Mike Horn : « L’aventure est la richesse des pauvres »

Toute sa vie, il a voulu aller vers l’inconnu. Il a descendu l’Amazone, suivi la ligne de l’équateur sur 40 000 kilomètres, bouclé le tour du pôle Nord, durant la longue nuit polaire. Ses connaissances sur la nature, sa splendeur et ses dangers, ses combines de terrain représentent son plus précieux trésor. Il aurait dû mourir dix fois, mais il est toujours là. De passage à Paris, pour la sortie de son livre Vouloir toucher les étoiles (XO), Mike Horn, ce conquérant de l’impossible, âgé de 49 ans, nous parle de ses dernières aventures en Himalaya, de son épouse récemment emportée par la maladie et de son appétit de vivre tous les jours au maximum.

Quelle forme d’aventure êtes-vous allé chercher en Himalaya ?

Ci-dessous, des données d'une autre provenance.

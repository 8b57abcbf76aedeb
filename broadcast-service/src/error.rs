use actix_web::http::StatusCode;
use actix_web::{HttpResponse, ResponseError};
use serde::Serialize;
use thiserror::Error;

use crate::models::DenialReason;
use crate::store::StoreError;

pub type Result<T> = std::result::Result<T, AppError>;

/// Service error taxonomy.
///
/// Only `Authentication` and exhausted store retries surface to the webhook
/// sender as failures; everything else on the reconcile path degrades to an
/// acknowledged no-op so the provider never believes an event was lost.
#[derive(Debug, Error)]
pub enum AppError {
    #[error("authentication failed: {0}")]
    Authentication(String),

    #[error("{0} not found")]
    NotFound(&'static str),

    #[error("validation error: {0}")]
    Validation(String),

    #[error("conflict: {0}")]
    Conflict(String),

    #[error("access denied: {}", .0.as_str())]
    AccessDenied(DenialReason),

    #[error("transient store failure: {0}")]
    TransientStore(String),

    #[error("event processing timed out")]
    Timeout,

    #[error("provider request failed: {0}")]
    Provider(#[from] provider_client::ProviderError),

    #[error("internal error: {0}")]
    Internal(#[from] anyhow::Error),
}

#[derive(Serialize)]
pub struct ErrorResponse {
    pub error: String,
    pub code: u16,
    #[serde(skip_serializing_if = "Option::is_none")]
    pub reason: Option<&'static str>,
}

impl ResponseError for AppError {
    fn status_code(&self) -> StatusCode {
        match self {
            AppError::Authentication(_) => StatusCode::UNAUTHORIZED,
            AppError::NotFound(_) => StatusCode::NOT_FOUND,
            AppError::Validation(_) => StatusCode::BAD_REQUEST,
            AppError::Conflict(_) => StatusCode::CONFLICT,
            AppError::AccessDenied(reason) => match reason {
                DenialReason::NotAuthenticated => StatusCode::UNAUTHORIZED,
                DenialReason::NotFound => StatusCode::NOT_FOUND,
                DenialReason::InsufficientTier | DenialReason::Suspended => StatusCode::FORBIDDEN,
            },
            AppError::TransientStore(_) => StatusCode::SERVICE_UNAVAILABLE,
            AppError::Provider(_) => StatusCode::BAD_GATEWAY,
            AppError::Timeout | AppError::Internal(_) => StatusCode::INTERNAL_SERVER_ERROR,
        }
    }

    fn error_response(&self) -> HttpResponse {
        let code = self.status_code();
        let reason = match self {
            AppError::AccessDenied(reason) => Some(reason.as_str()),
            _ => None,
        };

        HttpResponse::build(code).json(ErrorResponse {
            error: self.to_string(),
            code: code.as_u16(),
            reason,
        })
    }
}

impl From<StoreError> for AppError {
    fn from(err: StoreError) -> Self {
        match err {
            StoreError::Transient(msg) => AppError::TransientStore(msg),
            StoreError::Duplicate { field, value } => {
                AppError::Conflict(format!("duplicate {field}: {value}"))
            }
            StoreError::Other(err) => AppError::Internal(err),
        }
    }
}

impl AppError {
    /// Transient failures are worth retrying with backoff; everything else
    /// fails fast.
    pub fn is_retriable(&self) -> bool {
        matches!(self, AppError::TransientStore(_))
    }
}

Mike Horn : Le défi consistait à gravir quatre sommets de 8 000 mètres à la suite, sans oxygène, sans porteurs, sans cordes fixes. Dans le groupe, j’étais le novice. Autrefois, j’avais bien escaladé la cordillère des Andes culminant à 6 000 mètres, mais je ne savais pas si j’allais tenir le coup plus haut. Je pensais compter sur les autres, mais le guide suisse Jean Troillet m’a laissé me débrouiller tout seul. Je ne vous dis pas combien j’ai galéré dans le couloir des Japonais. Traditionnellement, je suis un voyageur au long cours. J’accomplis des traversées en bateau, à ski ou en kayak. Mais à aucun moment, je n’ai eu à affronter la raréfaction de l’oxygène. C’est très déstabilisant. La pente est de plus en plus raide, plus technique, puis tout se ralentit, et cela devient presque plus intéressant que d’avancer vite. C’est une bataille sans fin contre l’épuisement. Il faut tout donner dans un temps bref, mais l’émerveillement est puissant, l’état de grâce incroyable. On m’a dit de ne pas m’éterniser au sommet. Mais une fois là-haut, je n’arrivais pas à bouger, malgré toute la volonté du monde. Tu vois ta vie passer seconde après seconde. Ton esprit se balade au-dessus des nuages, et tu te dis : je peux mourir, ce n’est pas grave. Mais, heureusement, l’esprit de survie est tapi quelque part en moi. Une petite voix très lointaine m’a dit : Fous le camp ! »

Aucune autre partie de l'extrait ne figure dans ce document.